Манштейн внутренне напрягся:
— Манёвры — это подготовка, Хельга. Германия должна быть готова. Но детали… об этом пока не могу рассказать.
Мария решила, что она сегодня чересчур настойчива, и надо сбавить обороты, она сказала:
— Эрих, в кафе уютно, но снег за окном так манит. Прогуляемся? Берлин в январе — это ведь чудо, правда?
Майнштейн кивнул:
— Хельга, ты права. Надо пройтись.
Они вышли из кафе, и холодный воздух ударил в лицо, заставляя Марию плотнее запахнуть шерстяное пальто. Она взяла Манштейна под руку, создавая видимость светской прогулки, её голос был мягким:
— Эрих, этот снег… он как из детства. Помнишь свои снежные крепости? Каким ты был мальчишкой?
Майнштейн вдохнул воздух, его взгляд скользнул по заснеженной улице, голос стал тише, с лёгкой ностальгией:
— Мальчишкой? Бегал по полям, когда был у деда в имении, строил крепости, воображал себя Фридрихом Великим. Пруссия была… другой. Тишина, леса, порядок.
Мария сказала:
— А я помню реку. Зимой она замерзала и была как плоское зеркало. Мы с подружками катались на льду до темноты, пока матери не звали нас домой. Иногда я скучаю по той простоте, что была в детстве. А ты, Эрих? Скучаешь по тому времени?
Манштейн задумался, он остановился, его пальцы сжали трость:
— То время… Оно навсегда в сердце, Хельга. Но мир меняется. Берлин в то время был другим, Германия тоже. Но мы должны идти вперед.
Их прервала пожилая женщина, лет 70, в тёмном пальто и шляпке, украшенной потрёпанной брошью.
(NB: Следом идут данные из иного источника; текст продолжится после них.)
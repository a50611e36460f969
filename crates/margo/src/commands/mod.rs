use crate::backend::SupabaseClient;
use crate::config::BackendConfig;
use crate::session::SessionManager;
use anyhow::{anyhow, Result};
use std::io::{self, Write};

pub mod annotate;
pub mod list;
pub mod login;
pub mod logout;
pub mod open;
pub mod show;
pub mod whoami;

/// Backend client acting as the signed-in reviewer
pub fn connect(config: &BackendConfig, sessions: &SessionManager) -> Result<SupabaseClient> {
  let session = sessions.require_session()?;
  tracing::debug!(user = %session.user.id, "using stored session");
  Ok(SupabaseClient::new(config.clone())?.with_session(&session))
}

/// Answer that blanks a pre-filled value
pub const CLEAR_ANSWER: &str = "-";

/// Read one line from stdin after printing `label`. An empty answer keeps
/// `current` when one is given; [`CLEAR_ANSWER`] empties it.
pub fn prompt_line(label: &str, current: Option<&str>) -> Result<String> {
  match current {
    Some(value) if !value.is_empty() => {
      print!("{label} [{value}] (Enter keeps, '{CLEAR_ANSWER}' clears): ")
    }
    _ => print!("{label}: "),
  }
  io::stdout().flush()?;

  let mut input = String::new();
  let read = io::stdin().read_line(&mut input)?;
  if read == 0 {
    return Err(anyhow!("No input available for '{label}'"));
  }

  Ok(resolve_answer(input.trim_end_matches(['\r', '\n']), current))
}

fn resolve_answer(answer: &str, current: Option<&str>) -> String {
  match answer.trim() {
    "" => current.unwrap_or_default().to_string(),
    CLEAR_ANSWER => String::new(),
    _ => answer.to_string(),
  }
}

#[cfg(test)]
mod tests {
  use super::*;

  #[test]
  fn test_empty_answer_keeps_current() {
    assert_eq!(resolve_answer("", Some("saved text")), "saved text");
    assert_eq!(resolve_answer("   ", None), "");
  }

  #[test]
  fn test_clear_answer_blanks_saved_value() {
    assert_eq!(resolve_answer("-", Some("saved text")), "");
    assert_eq!(resolve_answer(" - ", Some("saved text")), "");
  }

  #[test]
  fn test_new_answer_replaces_current() {
    assert_eq!(resolve_answer("fresh take", Some("saved text")), "fresh take");
    assert_eq!(resolve_answer("-5% margin", Some("x")), "-5% margin");
  }
}
use crate::display::format_timestamp;
use crate::session::SessionManager;
use anyhow::Result;
use chrono::Utc;

pub async fn handle() -> Result<()> {
  let sessions = SessionManager::new()?;

  let Some(session) = sessions.load_session()? else {
    herald::info("Not signed in. Use 'margo login' to start reviewing.");
    return Ok(());
  };

  if session.is_expired_at(Utc::now()) {
    herald::warn(&format!(
      "Session for {} expired at {}. Use 'margo login' again.",
      session.display_name(),
      format_timestamp(session.expires_at)
    ));
    return Ok(());
  }

  println!("Signed in as: {}", session.display_name());
  println!("User ID:      {}", session.user.id);
  println!("Expires:      {}", format_timestamp(session.expires_at));
  Ok(())
}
Её голос был хрипловатым и добродушным:
— Простите, фрау, герр, не подскажете, где тут Фридрихштрассе? Я совсем заблудилась.
Мария улыбнулась:
— Прямо по Унтер-ден-Линден, фрау, потом направо. Будьте осторожны, там скользко.
Женщина кивнула:
— Спасибо, милая. А вы… хорошая пара. Берегите друг друга, Берлин нынче неспокойный.
Манштейн ответил:
— Спасибо, фрау. Мы просто гуляем.
Они тоже свернули на Фридрихштрассе, где огни магазинов тонули в начинающейся метели.
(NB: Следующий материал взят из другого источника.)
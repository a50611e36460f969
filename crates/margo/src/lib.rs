pub mod backend;
pub mod commands;
pub mod config;
pub mod desk;
pub mod display;
pub mod editor;
pub mod error;
pub mod list;
pub mod model;
pub mod session;

// Re-export commonly used types for easier testing
pub use backend::{RecordStore, SessionService};
pub use desk::ReviewDesk;
pub use editor::{AnnotationEditor, EditorState};
pub use error::{BackendError, DeskError};
pub use list::{ListController, StatusFilter, PAGE_SIZE};
pub use model::{Annotation, AnnotationFields, DashboardRecord, DatasetMatch, Status};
— Эрих, она права. Берлин неспокойный. Но с тобой я чувствую себя… защищённой.
Манштейн коротко засмеялся:
— Защищённой? Хельга, ты умеешь говорить комплименты.
Мария улыбнулась:
— Нам надо почаще встречаться и гулять. Кофе, снег, неспешная прогулка. Такие дни всегда запоминаются.